{Reference Type}: Journal Article
{Title}: Cs2CO3-Promoted Alkylation of 3-Cyano-2(1H)-pyridones: Anticancer Evaluation and Molecular Docking.
{Author}: Salamanca-Perdigón K;Hurtado-Rodríguez D;Portilla J;Iriepa I;Rojas H;Becerra D;Castillo JC;
{Journal}: Chempluschem
{Volume}: 0
{Issue}: 0
{Year}: 2024 Jun 5
{Factor}: 3.21
{DOI}: 10.1002/cplu.202400172
{Abstract}: Herein, a Cs2CO3-promoted N-alkylation of 3-cyano-2(1H)-pyridones containing alkyl groups with diverse alkyl halides to synthesize N-alkyl-2-pyridones over O-alkylpyridines is reported. Alkyl dihalides resulted in complex mixtures of N- and O-alkylated products. The primary factor influencing regioselectivity in these reactions is the electronic effects of substituents on the 2(1H)-pyridone ring, as evidenced by the preferential formation of O-alkylpyridines upon the introduction of aryl groups. Remarkably, we efficiently employed CuAAC and Ti(Oi-Pr)4-catalyzed amidation reactions to functionalize N-alkyl-2-pyridones containing propargyl and ester groups, leading to the synthesis of 1,2,3-triazoles and amides, respectively.

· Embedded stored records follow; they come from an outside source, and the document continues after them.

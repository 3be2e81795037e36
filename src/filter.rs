//! C4: an optional predicate over decoded runs.
//!
//! Shell wildcards are compiled to an equivalent `regex::Regex`, the
//! same approach this codebase's lineage uses elsewhere in the pack
//! for glob-like matching.

use regex::{Regex, RegexBuilder};

#[derive(Debug, Clone, Copy)]
pub struct FilterOptions {
    pub case_insensitive: bool,
    pub multiline: bool,
}

impl Default for FilterOptions {
    fn default() -> Self {
        Self {
            case_insensitive: false,
            multiline: false,
        }
    }
}

#[derive(Debug, Clone)]
pub enum Filter {
    None,
    Compiled(Regex),
}

impl Filter {
    pub fn none() -> Self {
        Filter::None
    }

    pub fn regex(pattern: &str, opts: FilterOptions) -> Result<Self, regex::Error> {
        let re = RegexBuilder::new(pattern)
            .case_insensitive(opts.case_insensitive)
            .multi_line(opts.multiline)
            .build()?;
        Ok(Filter::Compiled(re))
    }

    /// Compile a shell wildcard pattern (`*`, `?`) into an equivalent
    /// regex. Default options: case-insensitive, single pattern.
    pub fn wildcard(pattern: &str) -> Result<Self, regex::Error> {
        let mut re_source = String::with_capacity(pattern.len() * 2 + 2);
        re_source.push('^');
        for ch in pattern.chars() {
            match ch {
                '*' => re_source.push_str(".*"),
                '?' => re_source.push('.'),
                c if "\\.+^$()[]{}|".contains(c) => {
                    re_source.push('\\');
                    re_source.push(c);
                }
                c => re_source.push(c),
            }
        }
        re_source.push('$');
        let re = RegexBuilder::new(&re_source)
            .case_insensitive(true)
            .build()?;
        Ok(Filter::Compiled(re))
    }

    pub fn is_match(&self, text: &str) -> bool {
        match self {
            Filter::None => true,
            Filter::Compiled(re) => re.is_match(text),
        }
    }
}

#[cfg(test)]
mod tests {
    use super::*;

    #[test]
    fn no_filter_matches_everything() {
        let f = Filter::none();
        assert!(f.is_match(""));
        assert!(f.is_match("anything"));
    }

    #[test]
    fn regex_filter_matches_pattern() {
        let f = Filter::regex(r"^/[a-z]+$", FilterOptions::default()).unwrap();
        assert!(f.is_match("/usr"));
        assert!(!f.is_match("usr/"));
    }

    #[test]
    fn wildcard_filter_compiles_star_and_question_mark() {
        let f = Filter::wildcard("*.txt").unwrap();
        assert!(f.is_match("report.txt"));
        assert!(!f.is_match("report.txtx"));

        let f2 = Filter::wildcard("file?.log").unwrap();
        assert!(f2.is_match("file1.log"));
        assert!(!f2.is_match("file12.log"));
    }

    #[test]
    fn wildcard_is_case_insensitive_by_default() {
        let f = Filter::wildcard("*.TXT").unwrap();
        assert!(f.is_match("report.txt"));
    }
}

Moreover, O-alkylpyridines 10b and 10d displayed remarkable selectivity toward the A-498 renal cancer cell line with growth inhibition percentages (%GI) of 54.75 and 67.64, respectively. The binding modes of compounds 10b and 10d to the PIM-1 kinase enzyme were determined through molecular docking studies.